The effort turned out to be a waste. Four hours later, Adkins says, after she believed she had at least one foster lined up, she got the news: The kittens were dead. "The kittens were euthanized because they had a poor prognosis," the shelter's operations manager, Dr. Cate McManus wrote in an email to Adkins. "This heat is deadly to these little guys. They dehydrate so quickly. I am so sorry. If your foster is interested I can divert the next set of healthy neonates to them. We are always looking for nursing moms."

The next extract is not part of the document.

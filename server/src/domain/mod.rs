//! Domain logic for pageview aggregation
//!
//! - `pageviews` - daily top-article fetching and range aggregation

pub mod pageviews;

Adkins doesn't dispute that the kittens looked small and underfed. She doubted that all would survive, even with a nursing mother. But she also felt some of the kittens did have a chance to live β€” and there were volunteers willing to take the kittens off the shelters' hands and give them a chance. "My feeling is they knew that I was looking, they should have called me," Adkins says. "I knew that the prognosis was probably going to be poor, but I feel like they at least deserved a chance."  

Dallas Animal Services Director Jody Jones and  McManus told the Observer that the intake worker failed to indicate to the vet team that foster arrangements were being made. Jones expressed regret that Adkins didn't receive a phone call before the kittens were killed. "Carla did offer the capacity to network those kittens; she should have gotten that phone call, and we're devastated that we failed her and those animals," Jones said. The intake employee, Jones says, "certainly could have been more proactive in helping us" find a new home for the cats, though the employee blamed Adkins for the misunderstanding. 

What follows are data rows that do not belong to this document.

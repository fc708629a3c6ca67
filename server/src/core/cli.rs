use clap::Parser;

use std::path::PathBuf;

use super::constants::{
    ENV_CONFIG, ENV_HOST, ENV_MAX_ATTEMPTS, ENV_MONTH_POLICY, ENV_PORT, ENV_REQUEST_TIMEOUT_SECS,
    ENV_RETRY_DELAY_MS, ENV_UPSTREAM_TIMEOUT_SECS, ENV_UPSTREAM_URL, ENV_USER_AGENT,
};
use crate::domain::pageviews::MonthPolicy;

#[derive(Parser)]
#[command(name = "pageviews")]
#[command(version, about = "Wikipedia top-pageviews aggregation API", long_about = None)]
pub struct Cli {
    /// Server host address
    #[arg(long, short = 'H', env = ENV_HOST)]
    pub host: Option<String>,

    /// Server port
    #[arg(long, short = 'p', env = ENV_PORT)]
    pub port: Option<u16>,

    /// Path to config file
    #[arg(long, short = 'c', env = ENV_CONFIG)]
    pub config: Option<PathBuf>,

    /// Upper bound in seconds for a whole range request
    #[arg(long, env = ENV_REQUEST_TIMEOUT_SECS)]
    pub request_timeout_secs: Option<u64>,

    /// Upstream top-articles base URL (dates are appended as /YYYY/MM/DD)
    #[arg(long, env = ENV_UPSTREAM_URL)]
    pub upstream_url: Option<String>,

    /// User-Agent header sent upstream
    #[arg(long, env = ENV_USER_AGENT)]
    pub user_agent: Option<String>,

    /// Attempts per day when the upstream rate-limits (HTTP 403)
    #[arg(long, env = ENV_MAX_ATTEMPTS)]
    pub max_attempts: Option<u32>,

    /// Delay in milliseconds between rate-limited attempts
    #[arg(long, env = ENV_RETRY_DELAY_MS)]
    pub retry_delay_ms: Option<u64>,

    /// Upstream request timeout in seconds
    #[arg(long, env = ENV_UPSTREAM_TIMEOUT_SECS)]
    pub upstream_timeout_secs: Option<u64>,

    /// How `duration=month` is resolved (rolling or calendar)
    #[arg(long, env = ENV_MONTH_POLICY, value_parser = parse_month_policy)]
    pub month_policy: Option<MonthPolicy>,
}

/// Parse month policy from CLI/env string
fn parse_month_policy(s: &str) -> Result<MonthPolicy, String> {
    match s.to_lowercase().as_str() {
        "rolling" => Ok(MonthPolicy::Rolling),
        "calendar" => Ok(MonthPolicy::Calendar),
        _ => Err(format!(
            "Invalid month policy '{}'. Valid options: rolling, calendar",
            s
        )),
    }
}

/// Configuration derived from CLI arguments
#[derive(Debug, Clone, Default)]
pub struct CliConfig {
    pub host: Option<String>,
    pub port: Option<u16>,
    pub config: Option<PathBuf>,
    pub request_timeout_secs: Option<u64>,
    pub upstream_url: Option<String>,
    pub user_agent: Option<String>,
    pub max_attempts: Option<u32>,
    pub retry_delay_ms: Option<u64>,
    pub upstream_timeout_secs: Option<u64>,
    pub month_policy: Option<MonthPolicy>,
}

impl From<Cli> for CliConfig {
    fn from(cli: Cli) -> Self {
        Self {
            host: cli.host,
            port: cli.port,
            config: cli.config,
            request_timeout_secs: cli.request_timeout_secs,
            upstream_url: cli.upstream_url,
            user_agent: cli.user_agent,
            max_attempts: cli.max_attempts,
            retry_delay_ms: cli.retry_delay_ms,
            upstream_timeout_secs: cli.upstream_timeout_secs,
            month_policy: cli.month_policy,
        }
    }
}

/// Parse CLI arguments into config overrides
pub fn parse() -> CliConfig {
    Cli::parse().into()
}
//! API server and routes

pub mod extractors;
pub mod middleware;
pub mod openapi;
pub mod routes;
mod server;
pub mod types;

pub use server::ApiServer;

"He thought Carla was just mentioning she was going to try and network the animals, and left it at that, as opposed to feeling that she was going to find a place for the animals," Jones said. He was a part-time worker making about $11 an hour, she said, employed not by the city but by Lane Staffing, a staffing agency that the city has used since 2011. As a result of his apparent "misunderstanding," he has been discharged from his work at the shelter. (McManus and Jones added that they aren't aware of the employee allegedly shoving owner-surrender paperwork in the original rescuer's face. "That's the first time I heard that statement," McManus said.). 

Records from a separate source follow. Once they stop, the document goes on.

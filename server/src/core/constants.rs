// =============================================================================
// Application Identity
// =============================================================================

/// Application name in title case (for display)
pub const APP_NAME: &str = "Pageviews";

/// Application name in lowercase (for paths and identifiers)
pub const APP_NAME_LOWER: &str = "pageviews";

/// Unix-style dotfile folder name
pub const APP_DOT_FOLDER: &str = ".pageviews";

// =============================================================================
// Configuration Files
// =============================================================================

/// Config file name
pub const CONFIG_FILE_NAME: &str = "pageviews.json";

/// Environment variable for config file path
pub const ENV_CONFIG: &str = "PAGEVIEWS_CONFIG";

// =============================================================================
// Environment Variables - Server
// =============================================================================

/// Environment variable for server host
pub const ENV_HOST: &str = "PAGEVIEWS_HOST";

/// Environment variable for server port
pub const ENV_PORT: &str = "PAGEVIEWS_PORT";

/// Environment variable for log level/filter
pub const ENV_LOG: &str = "PAGEVIEWS_LOG";

/// Environment variable for the per-request range timeout
pub const ENV_REQUEST_TIMEOUT_SECS: &str = "PAGEVIEWS_REQUEST_TIMEOUT_SECS";

// =============================================================================
// Environment Variables - Upstream
// =============================================================================

/// Environment variable for the upstream top-pageviews base URL
pub const ENV_UPSTREAM_URL: &str = "PAGEVIEWS_UPSTREAM_URL";

/// Environment variable for the upstream User-Agent header
pub const ENV_USER_AGENT: &str = "PAGEVIEWS_USER_AGENT";

/// Environment variable for maximum attempts per day on rate limiting
pub const ENV_MAX_ATTEMPTS: &str = "PAGEVIEWS_MAX_ATTEMPTS";

/// Environment variable for the delay between rate-limited attempts
pub const ENV_RETRY_DELAY_MS: &str = "PAGEVIEWS_RETRY_DELAY_MS";

/// Environment variable for the upstream request timeout
pub const ENV_UPSTREAM_TIMEOUT_SECS: &str = "PAGEVIEWS_UPSTREAM_TIMEOUT_SECS";

// =============================================================================
// Environment Variables - Ranges
// =============================================================================

/// Environment variable selecting how `duration=month` is resolved
pub const ENV_MONTH_POLICY: &str = "PAGEVIEWS_MONTH_POLICY";

// =============================================================================
// Server Defaults
// =============================================================================

/// Default server host
pub const DEFAULT_HOST: &str = "127.0.0.1";

/// Default server port
pub const DEFAULT_PORT: u16 = 5000;

/// Default bound on a whole range request (all days, all retries)
pub const DEFAULT_REQUEST_TIMEOUT_SECS: u64 = 300;

// =============================================================================
// Upstream Defaults
// =============================================================================

/// Wikimedia top-articles endpoint for English Wikipedia, all access types
pub const DEFAULT_UPSTREAM_URL: &str =
    "https://wikimedia.org/api/rest_v1/metrics/pageviews/top/en.wikipedia/all-access";

/// Default User-Agent sent upstream (Wikimedia rejects anonymous clients)
pub const DEFAULT_USER_AGENT: &str = concat!("Pageviews/", env!("CARGO_PKG_VERSION"));

/// Attempts per day before giving up on a rate-limited upstream
pub const DEFAULT_MAX_ATTEMPTS: u32 = 3;

/// Wait between rate-limited attempts
pub const DEFAULT_RETRY_DELAY_MS: u64 = 2_000;

/// Upstream request timeout
pub const DEFAULT_UPSTREAM_TIMEOUT_SECS: u64 = 60;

This isn't the only instance in which Dallas' animal shelter has killed animals that rescuers believed were going to be spared. On January 1, the shelter put down four dogs rescuers got from an alleged animal hoarder, just two days after the dogs were brought to the shelter. The rescuers had already found foster homes for the four Australian shepherds and said they weren't warned that the dogs would be killed. In response to the controversy, Animal Services launched an investigation and blamed "staff errors" for the dogs' deaths. McManus and Jones apologized at a news conference at the time and said they would give staff additional training to ensure that animals with foster homes are no longer killed.  β€œIn a situation where animals ... had a foster or adoption home in place, that information should be in the computer," McManus told reporters. On the phone Wednesday, McManus said the kitten deaths are the only incident since the Aussies' she's aware of in which animals with fosters were euthanized. 

"We dropped the ball on this one ... but on the other hand, it's hard to work the timeline if you will," Jones said. "These poor little guys were dehydrated, and not in good condition. Because the vet team didn't have the accurate information that there was a potential on a live outcome for these  babies, they made the tough choice that we often have to make."